Plans for new cafe and zero-waste shop at Southbourne’s Tuppenny Barn

Plans for a new community cafe and zero-waste shop have been announced by an organic and education centre in Southbourne.

Friday, 5th March 2021, 3:02 pm
An artists' impression of the new facilities

Tuppenny Barn, which cultivates and harvests organic produce, said the new facilities would create more opportunities for the charity to support the local community.

Called ‘Transforming Tuppenny’, the project involves an eco-build community café and kitchen with indoor seating, a zero-waste shop selling fresh organic produce, a covered area for alfresco dining, a sheltered area for the use of

volunteers, staff, school visit, therapy sessions and private hire and an additional multi-use study.

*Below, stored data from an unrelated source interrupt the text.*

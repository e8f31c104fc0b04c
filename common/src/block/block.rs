use super::{calculate_merkle_root, BlockHeader};
use crate::{
    crypto::Hash,
    serializer::{compact_size_len, Reader, ReaderError, Serializer, Writer},
    transaction::Transaction,
};

/// A transaction inside a block together with the exact bytes it was
/// decoded from. Encoding the block re-emits those bytes verbatim.
#[derive(Debug, Clone, PartialEq, Eq)]
pub struct BlockTransaction {
    transaction: Transaction,
    raw: Vec<u8>,
}

impl BlockTransaction {
    pub fn new(transaction: Transaction) -> Self {
        let raw = transaction.to_bytes();
        Self { transaction, raw }
    }

    pub fn transaction(&self) -> &Transaction {
        &self.transaction
    }

    pub fn raw(&self) -> &[u8] {
        &self.raw
    }

    // hash256 of the captured bytes
    pub fn hash(&self) -> Hash {
        crate::crypto::hash256(&self.raw)
    }
}

impl From<Transaction> for BlockTransaction {
    fn from(transaction: Transaction) -> Self {
        Self::new(transaction)
    }
}

#[derive(Debug, Clone, PartialEq, Eq)]
pub struct Block {
    header: BlockHeader,
    transactions: Vec<BlockTransaction>,
}

impl Block {
    pub fn new(header: BlockHeader, transactions: Vec<BlockTransaction>) -> Self {
        Self {
            header,
            transactions,
        }
    }

    pub fn header(&self) -> &BlockHeader {
        &self.header
    }

    pub fn header_mut(&mut self) -> &mut BlockHeader {
        &mut self.header
    }

    pub fn transactions(&self) -> &[BlockTransaction] {
        &self.transactions
    }

    pub fn hash(&self) -> Hash {
        self.header.hash()
    }

    pub fn block_hash(&self) -> String {
        self.header.block_hash()
    }

    pub fn compute_merkle_root(&self) -> Hash {
        let hashes: Vec<Hash> = self.transactions.iter().map(|tx| tx.hash()).collect();
        calculate_merkle_root(&hashes)
    }

    pub fn has_valid_merkle_root(&self) -> bool {
        self.compute_merkle_root() == self.header.merkle_root
    }
}

impl Serializer for Block {
    fn write(&self, writer: &mut Writer) {
        self.header.write(writer);
        writer.write_compact_size(self.transactions.len() as u64);
        for tx in &self.transactions {
            writer.write_bytes(&tx.raw);
        }
    }

    fn read(reader: &mut Reader) -> Result<Self, ReaderError> {
        let header = BlockHeader::read(reader)?;
        let count = reader.read_compact_size()?;
        // Smallest transaction: version, two counts and lock time
        if count > (reader.remaining() / 10) as u64 {
            return Err(ReaderError::InvalidSize);
        }

        let mut transactions = Vec::with_capacity(count as usize);
        for _ in 0..count {
            let (transaction, raw) = Transaction::read_captured(reader)?;
            transactions.push(BlockTransaction { transaction, raw });
        }

        Ok(Self {
            header,
            transactions,
        })
    }

    fn size(&self) -> usize {
        self.header.size()
            + compact_size_len(self.transactions.len() as u64)
            + self.transactions.iter().map(|tx| tx.raw.len()).sum::<usize>()
    }
}

#[cfg(test)]
mod tests {
    use super::*;
    use crate::{
        amount::Amount,
        transaction::{p2pkh_script, OutPoint, TxInput, TxOutput},
    };

    fn coinbase(height: u8) -> Transaction {
        let mut input = TxInput::new(OutPoint::new(Hash::zero(), u32::MAX));
        input.script_sig = vec![0x01, height];
        Transaction::new(
            vec![input],
            vec![TxOutput::new(
                Amount::from_sat(5_000_000_000),
                p2pkh_script(&[height; 20]),
            )],
        )
    }

    fn block() -> Block {
        let txs: Vec<BlockTransaction> = vec![coinbase(1).into(), coinbase(2).into()];
        let hashes: Vec<Hash> = txs.iter().map(|t| t.hash()).collect();
        let header = BlockHeader::new(
            4,
            Hash::new([7u8; 32]),
            calculate_merkle_root(&hashes),
            1_700_000_000,
            0x207f_ffff,
            0,
        );
        Block::new(header, txs)
    }

    #[test]
    fn test_block_roundtrip() {
        let block = block();
        let bytes = block.to_bytes();
        assert_eq!(bytes.len(), block.size());

        let decoded = Block::from_bytes(&bytes).unwrap();
        assert_eq!(decoded, block);
        assert_eq!(decoded.to_bytes(), bytes);
        assert!(decoded.has_valid_merkle_root());
        assert!(decoded.transactions()[0].transaction().is_coinbase());
    }

    #[test]
    fn test_captured_bytes_reemitted() {
        let block = block();
        let decoded = Block::from_bytes(&block.to_bytes()).unwrap();
        for (a, b) in decoded.transactions().iter().zip(block.transactions()) {
            assert_eq!(a.raw(), b.raw());
            assert_eq!(a.transaction().to_bytes(), a.raw());
        }
    }

    #[test]
    fn test_block_count_beyond_buffer() {
        let mut bytes = block().header().to_bytes();
        bytes.push(0xfd);
        bytes.extend_from_slice(&0xffffu16.to_le_bytes());
        assert_eq!(Block::from_bytes(&bytes), Err(ReaderError::InvalidSize));
    }
}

Senior Education Officer, Abi Young, with some young visitors to Tuppenny Barn

The building will also have a social purpose in terms of providing training or work experience for various vulnerable groups including adults with learning difficulties.

Grain Architecture, a Godalming-based design practice specialising in creating energy-efficient buildings using natural, low-carbon materials, have been appointed as architects.

Their designs use materials such as timber, earth, straw, stone, hemp and clay with the aim of creating healthy, low-impact spaces with a zero or negative-carbon.

This is achieved by combining energy-efficient design with locking up CO2 in plant-based materials.

Duncan Bryant, a Social and Therapeutic Horticultural therapist at Tuppenny Barn who is managing the project, explained that the aim was to create a facility that would help the charity achieve its charitable objectives, as well as forging closer links with the community.

He said: “’Transforming Tuppenny’ will enable us to expand our social purpose by increasing and diversifying our educational activities.

“We hope it will inspire individuals and communities to learn about and enjoy sustainable organic food and allow us to continue to invest in our invaluable employees and volunteers.

“It is also important that we are able to diversify our income streams to reduce financial risk and our reliance on small grants.”